- [The task] Look through the records that follow. Copy every line containing the word "HealthSummary".

[Recorded data]
——
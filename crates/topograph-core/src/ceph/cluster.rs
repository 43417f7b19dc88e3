//! Cluster summary, as reported by `ceph -s -f json`.

use super::{InterfaceRef, Renderable, SnapshotKind};
use crate::TopologyError;
use serde::{Deserialize, Serialize};
use std::collections::BTreeMap;

/// Top-level cluster status. `fsid` is the cluster identity.
#[derive(Debug, Clone, Default, PartialEq, Serialize, Deserialize)]
#[serde(default)]
pub struct ClusterSummary {
    pub fsid: String,
    pub health: Health,
    pub election_epoch: i64,
    pub quorum: Vec<i64>,
    pub quorum_names: Vec<String>,
    pub monmap: MonMap,
    pub osdmap: OsdMapWrapper,
    pub pgmap: PgMap,
    pub fsmap: FsMap,
    pub mgrmap: MgrMap,
    pub servicemap: ServiceMap,
}

#[derive(Debug, Clone, Default, PartialEq, Serialize, Deserialize)]
#[serde(default)]
pub struct Health {
    /// Active health checks keyed by code (`OSD_DOWN`, `OSD_HOST_DOWN`, ...).
    pub checks: BTreeMap<String, HealthCheck>,
    pub status: String,
    pub summary: Vec<HealthSummary>,
    pub overall_status: String,
}

#[derive(Debug, Clone, Default, PartialEq, Serialize, Deserialize)]
#[serde(default)]
pub struct HealthCheck {
    pub severity: String,
    pub summary: HealthCheckMessage,
}

#[derive(Debug, Clone, Default, PartialEq, Serialize, Deserialize)]
#[serde(default)]
pub struct HealthCheckMessage {
    pub message: String,
}

#[derive(Debug, Clone, Default, PartialEq, Serialize, Deserialize)]
#[serde(default)]
pub struct HealthSummary {
    pub severity: String,
    pub summary: String,
}

#[derive(Debug, Clone, Default, PartialEq, Serialize, Deserialize)]
#[serde(default)]
pub struct MonMap {
    pub epoch: i64,
    pub fsid: String,
    pub modified: String,
    pub created: String,
    pub features: MonFeatures,
    pub mons: Vec<MonMapEntry>,
}

#[derive(Debug, Clone, Default, PartialEq, Serialize, Deserialize)]
#[serde(default)]
pub struct MonFeatures {
    pub persistent: Vec<String>,
    pub optional: Vec<String>,
}

#[derive(Debug, Clone, Default, PartialEq, Serialize, Deserialize)]
#[serde(default)]
pub struct MonMapEntry {
    pub rank: i64,
    pub name: String,
    pub addr: String,
    pub public_addr: String,
}

/// `ceph -s` nests the OSD map counters one level deeper.
#[derive(Debug, Clone, Default, PartialEq, Serialize, Deserialize)]
#[serde(default)]
pub struct OsdMapWrapper {
    pub osdmap: OsdMap,
}

#[derive(Debug, Clone, Default, PartialEq, Serialize, Deserialize)]
#[serde(default)]
pub struct OsdMap {
    pub epoch: i64,
    pub num_osds: i64,
    pub num_up_osds: i64,
    pub num_in_osds: i64,
    pub full: bool,
    pub nearfull: bool,
    pub num_remapped_pgs: i64,
}

#[derive(Debug, Clone, Default, PartialEq, Serialize, Deserialize)]
#[serde(default)]
pub struct PgMap {
    pub pgs_by_state: Vec<PgStateCount>,
    pub num_pgs: i64,
    pub num_pools: i64,
    pub num_objects: i64,
    pub data_bytes: i64,
    pub bytes_used: i64,
    pub bytes_avail: i64,
    pub bytes_total: i64,
}

#[derive(Debug, Clone, Default, PartialEq, Serialize, Deserialize)]
#[serde(default)]
pub struct PgStateCount {
    pub state_name: String,
    pub count: i64,
}

#[derive(Debug, Clone, Default, PartialEq, Serialize, Deserialize)]
#[serde(default)]
pub struct FsMap {
    pub epoch: i64,
    pub by_rank: Vec<FsRank>,
}

#[derive(Debug, Clone, Default, PartialEq, Serialize, Deserialize)]
#[serde(default)]
pub struct FsRank {
    pub filesystem_id: i64,
    pub rank: i64,
    pub name: String,
    pub status: String,
    pub gid: i64,
}

#[derive(Debug, Clone, Default, PartialEq, Serialize, Deserialize)]
#[serde(default)]
pub struct MgrMap {
    pub epoch: i64,
    pub active_gid: i64,
    pub active_name: String,
    pub active_addr: String,
    pub available: bool,
    pub standbys: Vec<MgrStandby>,
    pub modules: Vec<String>,
    pub available_modules: Vec<String>,
}

#[derive(Debug, Clone, Default, PartialEq, Serialize, Deserialize)]
#[serde(default)]
pub struct MgrStandby {
    pub gid: i64,
    pub name: String,
    pub available: bool,
}

#[derive(Debug, Clone, Default, PartialEq, Serialize, Deserialize)]
#[serde(default)]
pub struct ServiceMap {
    pub epoch: i64,
    pub modified: String,
}

/// The summary renders as one node per reporting host.
impl Renderable for ClusterSummary {
    const KIND: SnapshotKind = SnapshotKind::Cluster;

    fn hostname<'a>(&'a self, reporter: &'a str) -> &'a str {
        reporter
    }

    fn component_id(&self) -> String {
        self.fsid.clone()
    }

    fn display_name(&self) -> String {
        format!("cluster.{}", self.fsid)
    }

    fn interfaces(&self) -> Result<Vec<InterfaceRef>, TopologyError> {
        Ok(Vec::new())
    }
}

#[cfg(test)]
mod tests {
    use super::*;

    const STATUS: &str = r#"{
        "fsid": "5f2e0e3c-8e59-4c5a-8d3b-1f0d8a8f9c11",
        "health": {
            "checks": {
                "OSD_DOWN": {"severity": "HEALTH_WARN", "summary": {"message": "1 osds down"}}
            },
            "status": "HEALTH_WARN",
            "overall_status": "HEALTH_WARN"
        },
        "election_epoch": 12,
        "quorum": [0, 1, 2],
        "quorum_names": ["a", "b", "c"],
        "monmap": {"epoch": 3, "mons": [{"rank": 0, "name": "a", "addr": "10.0.0.5:6789/0"}]},
        "osdmap": {"osdmap": {"epoch": 40, "num_osds": 3, "num_up_osds": 2, "num_in_osds": 3}},
        "pgmap": {"pgs_by_state": [{"state_name": "active+clean", "count": 64}], "num_pgs": 64},
        "mgrmap": {"active_name": "a", "available": true, "standbys": [{"gid": 4, "name": "b"}]},
        "unknown_section": {"ignored": true}
    }"#;

    #[test]
    fn parses_status_output() {
        let summary: ClusterSummary = serde_json::from_str(STATUS).expect("parse");

        assert_eq!(summary.fsid, "5f2e0e3c-8e59-4c5a-8d3b-1f0d8a8f9c11");
        assert_eq!(summary.health.status, "HEALTH_WARN");
        assert_eq!(
            summary.health.checks.get("OSD_DOWN").map(|c| c.summary.message.as_str()),
            Some("1 osds down")
        );
        assert_eq!(summary.osdmap.osdmap.num_up_osds, 2);
        assert_eq!(summary.pgmap.pgs_by_state.len(), 1);
        assert_eq!(summary.monmap.mons[0].addr, "10.0.0.5:6789/0");
        assert!(summary.mgrmap.available);
    }

    #[test]
    fn renders_under_reporting_host() {
        let summary = ClusterSummary {
            fsid: "abc".into(),
            ..ClusterSummary::default()
        };

        assert_eq!(summary.hostname("node-1"), "node-1");
        assert_eq!(summary.node_key("node-1").as_str(), "node-1_abc");
        assert_eq!(summary.display_name(), "cluster.abc");
        assert!(summary.interfaces().expect("interfaces").is_empty());
    }
}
——
- [Task result]
    pub summary: Vec<HealthSummary>,
pub struct HealthSummary {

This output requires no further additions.